**What you should do:**
Write out each line below exactly as it appears.

**Supplied material:**
// src/lib.rs

pub mod api;
pub mod catalog;
pub mod cli;
pub mod engagement;
pub mod engine;
pub mod errors;
pub mod logging;
pub mod schema;
pub mod types;

use std::fs;
use std::path::{Path, PathBuf};

use anyhow::{Context, Result, bail};
use chrono::Utc;
use serde::Serialize;
use tracing::{debug, info};

use crate::api::{ProgressionStateView, StepSubmission};
use crate::catalog::{Catalog, CollectionPlan, load_and_validate};
use crate::cli::{CliArgs, Command, EngagementArgs};
use crate::engagement::MemoryStore;
use crate::engine::{EngagementService, SubmitMode};
use crate::types::{CollectionId, EngagementId, QuestionId, UserId};

/// High-level entry point used by `main.rs`.
///
/// Loads and validates the catalog, then runs one subcommand. Commands that
/// touch engagements load the JSON store snapshot first and write it back
/// after a successful change.
pub fn run(args: CliArgs) -> Result<()> {
    let catalog_path = PathBuf::from(&args.catalog);
    let catalog = load_and_validate(&catalog_path)
        .with_context(|| format!("loading catalog {:?}", catalog_path))?;
    debug!(collections = catalog.plans().count(), "catalog loaded");

    match args.command {
        Command::Check => {
            print_summary(&catalog);
            Ok(())
        }
        Command::Schema { question } => {
            let id: QuestionId = question
                .parse()
                .with_context(|| format!("invalid question id '{question}'"))?;
            let store = MemoryStore::new();
            let schema = EngagementService::new(&catalog, &store).schema_for(&id)?;
            print_json(&schema)
        }
        Command::Begin {
            store,
            user,
            collection,
        } => {
            let plan = resolve_collection(&catalog, &collection)?;
            let memory = MemoryStore::load_or_default(&store.store)?;
            let engagement = EngagementService::new(&catalog, &memory).begin(
                &UserId::new(user),
                &plan.collection().id,
                Utc::now(),
            )?;
            memory.save(&store.store)?;
            print_json(&engagement)
        }
        Command::State { target } => {
            let (memory, user, engagement) = open_target(&target)?;
            let state = EngagementService::new(&catalog, &memory).state(&user, &engagement)?;
            print_json(&ProgressionStateView::from(state))
        }
        Command::Submit {
            target,
            body,
            update,
        } => {
            let submission = read_submission(Path::new(&body))?;
            let (memory, user, engagement) = open_target(&target)?;
            let mode = if update {
                SubmitMode::Update
            } else {
                SubmitMode::Create
            };
            let response = EngagementService::new(&catalog, &memory).submit(
                &user,
                &engagement,
                submission,
                mode,
            )?;
            memory.save(&target.store.store)?;
            print_json(&response)
        }
        Command::Finish { target } => {
            let (memory, user, engagement) = open_target(&target)?;
            let engagement =
                EngagementService::new(&catalog, &memory).finish(&user, &engagement, Utc::now())?;
            memory.save(&target.store.store)?;
            print_json(&engagement)
        }
    }
}

fn open_target(target: &EngagementArgs) -> Result<(MemoryStore, UserId, EngagementId)> {
    let engagement: EngagementId = target
        .engagement
        .parse()
        .with_context(|| format!("invalid engagement id '{}'", target.engagement))?;
    let memory = MemoryStore::load_or_default(&target.store.store)?;
    Ok((memory, UserId::new(target.user.clone()), engagement))
}

fn read_submission(path: &Path) -> Result<StepSubmission> {
    let contents =
        fs::read_to_string(path).with_context(|| format!("reading submission {:?}", path))?;
    let submission = serde_json::from_str(&contents)
        .with_context(|| format!("parsing submission {:?}", path))?;
    Ok(submission)
}

/// Resolve a collection given as a UUID, `code` or `code@version`.
fn resolve_collection<'c>(catalog: &'c Catalog, reference: &str) -> Result<&'c CollectionPlan> {
    if let Ok(id) = reference.parse::<CollectionId>() {
        if let Some(plan) = catalog.plan(&id) {
            return Ok(plan);
        }
    }

    let (code, version) = match reference.split_once('@') {
        Some((code, version)) => {
            let version: u32 = version
                .parse()
                .with_context(|| format!("invalid collection version in '{reference}'"))?;
            (code, version)
        }
        None => (reference, 1),
    };

    match catalog.collection_by_code(code, version) {
        Some(plan) => Ok(plan),
        None => bail!("unknown collection '{reference}'"),
    }
}

fn print_json<T: Serialize>(value: &T) -> Result<()> {
    println!("{}", serde_json::to_string_pretty(value)?);
    Ok(())
}

/// Dry-run style output: collections, their workflows and steps.
fn print_summary(catalog: &Catalog) {
    let settings = catalog.settings();
    println!("wayfinder catalog check");
    println!("  config.multi_select_policy = {:?}", settings.multi_select_policy);
    println!("  config.max_enumeration = {}", settings.max_enumeration);
    println!();

    for plan in catalog.plans() {
        let collection = plan.collection();
        println!(
            "collection {}@{} ({}, {}) id={}",
            collection.code,
            collection.version,
            collection.category,
            if collection.ordered { "ordered" } else { "unordered" },
            collection.id
        );
        for member in plan.workflows() {
            let Some(workflow) = catalog.workflow(&member.id) else {
                continue;
            };
            println!(
                "  - [{}] workflow {}@{} id={}",
                member.order, workflow.code, workflow.version, workflow.id
            );
            for planned in plan.steps_of(member) {
                let Some(step) = catalog.step(&planned.id) else {
                    continue;
                };
                println!("      {}. {} id={}", step.order, step.code, step.id);
                for question in &step.questions {
                    println!(
                        "         {} ({}{}) id={}",
                        question.code,
                        question.kind,
                        if question.required { ", required" } else { "" },
                        question.id
                    );
                }
                let groups = plan.dependency_groups(&planned.id);
                if !groups.is_empty() {
                    println!("         unlocked by {} dependency group(s)", groups.len());
                }
            }
        }
    }

    info!("catalog is valid");
}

**Your solution:**
// src/lib.rs

pub mod api;
pub mod catalog;
pub mod cli;
pub mod engagement;
pub mod engine;
pub mod errors;
pub mod logging;
pub mod schema;
pub mod types;

use std::fs;
use std::path::{Path, PathBuf};

use anyhow::{Context, Result, bail};
use chrono::Utc;
use serde::Serialize;
use tracing::{debug, info};

use crate::api::{ProgressionStateView, StepSubmission};
use crate::catalog::{Catalog, CollectionPlan, load_and_validate};
use crate::cli::{CliArgs, Command, EngagementArgs};
use crate::engagement::MemoryStore;
use crate::engine::{EngagementService, SubmitMode};
use crate::types::{CollectionId, EngagementId, QuestionId, UserId};

/// High-level entry point used by `main.rs`.
///
/// Loads and validates the catalog, then runs one subcommand. Commands that
/// touch engagements load the JSON store snapshot first and write it back
/// after a successful change.
pub fn run(args: CliArgs) -> Result<()> {
    let catalog_path = PathBuf::from(&args.catalog);
    let catalog = load_and_validate(&catalog_path)
        .with_context(|| format!("loading catalog {:?}", catalog_path))?;
    debug!(collections = catalog.plans().count(), "catalog loaded");

    match args.command {
        Command::Check => {
            print_summary(&catalog);
            Ok(())
        }
        Command::Schema { question } => {
            let id: QuestionId = question
                .parse()
                .with_context(|| format!("invalid question id '{question}'"))?;
            let store = MemoryStore::new();
            let schema = EngagementService::new(&catalog, &store).schema_for(&id)?;
            print_json(&schema)
        }
        Command::Begin {
            store,
            user,
            collection,
        } => {
            let plan = resolve_collection(&catalog, &collection)?;
            let memory = MemoryStore::load_or_default(&store.store)?;
            let engagement = EngagementService::new(&catalog, &memory).begin(
                &UserId::new(user),
                &plan.collection().id,
                Utc::now(),
            )?;
            memory.save(&store.store)?;
            print_json(&engagement)
        }
        Command::State { target } => {
            let (memory, user, engagement) = open_target(&target)?;
            let state = EngagementService::new(&catalog, &memory).state(&user, &engagement)?;
            print_json(&ProgressionStateView::from(state))
        }
        Command::Submit {
            target,
            body,
            update,
        } => {
            let submission = read_submission(Path::new(&body))?;
            let (memory, user, engagement) = open_target(&target)?;
            let mode = if update {
                SubmitMode::Update
            } else {
                SubmitMode::Create
            };
            let response = EngagementService::new(&catalog, &memory).submit(
                &user,
                &engagement,
                submission,
                mode,
            )?;
            memory.save(&target.store.store)?;
            print_json(&response)
        }
        Command::Finish { target } => {
            let (memory, user, engagement) = open_target(&target)?;
            let engagement =
                EngagementService::new(&catalog, &memory).finish(&user, &engagement, Utc::now())?;
            memory.save(&target.store.store)?;
            print_json(&engagement)
        }
    }
}

fn open_target(target: &EngagementArgs) -> Result<(MemoryStore, UserId, EngagementId)> {
    let engagement: EngagementId = target
        .engagement
        .parse()
        .with_context(|| format!("invalid engagement id '{}'", target.engagement))?;
    let memory = MemoryStore::load_or_default(&target.store.store)?;
    Ok((memory, UserId::new(target.user.clone()), engagement))
}

fn read_submission(path: &Path) -> Result<StepSubmission> {
    let contents =
        fs::read_to_string(path).with_context(|| format!("reading submission {:?}", path))?;
    let submission = serde_json::from_str(&contents)
        .with_context(|| format!("parsing submission {:?}", path))?;
    Ok(submission)
}

/// Resolve a collection given as a UUID, `code` or `code@version`.
fn resolve_collection<'c>(catalog: &'c Catalog, reference: &str) -> Result<&'c CollectionPlan> {
    if let Ok(id) = reference.parse::<CollectionId>() {
        if let Some(plan) = catalog.plan(&id) {
            return Ok(plan);
        }
    }

    let (code, version) = match reference.split_once('@') {
        Some((code, version)) => {
            let version: u32 = version
                .parse()
                .with_context(|| format!("invalid collection version in '{reference}'"))?;
            (code, version)
        }
        None => (reference, 1),
    };

    match catalog.collection_by_code(code, version) {
        Some(plan) => Ok(plan),
        None => bail!("unknown collection '{reference}'"),
    }
}

fn print_json<T: Serialize>(value: &T) -> Result<()> {
    println!("{}", serde_json::to_string_pretty(value)?);
    Ok(())
}

/// Dry-run style output: collections, their workflows and steps.
fn print_summary(catalog: &Catalog) {
    let settings = catalog.settings();
    println!("wayfinder catalog check");
    println!("  config.multi_select_policy = {:?}", settings.multi_select_policy);
    println!("  config.max_enumeration = {}", settings.max_enumeration);
    println!();

    for plan in catalog.plans() {
        let collection = plan.collection();
        println!(
            "collection {}@{} ({}, {}) id={}",
            collection.code,
            collection.version,
            collection.category,
            if collection.ordered { "ordered" } else { "unordered" },
            collection.id
        );
        for member in plan.workflows() {
            let Some(workflow) = catalog.workflow(&member.id) else {
                continue;
            };
            println!(
                "  - [{}] workflow {}@{} id={}",
                member.order, workflow.code, workflow.version, workflow.id
            );
            for planned in plan.steps_of(member) {
                let Some(step) = catalog.step(&planned.id) else {
                    continue;
                };
                println!("      {}. {} id={}", step.order, step.code, step.id);
                for question in &step.questions {
                    println!(
                        "         {} ({}{}) id={}",
                        question.code,
                        question.kind,
                        if question.required { ", required" } else { "" },
                        question.id
                    );
                }
                let groups = plan.dependency_groups(&planned.id);
                if !groups.is_empty() {
                    println!("         unlocked by {} dependency group(s)", groups.len());
                }
            }
        }
    }

    info!("catalog is valid");
}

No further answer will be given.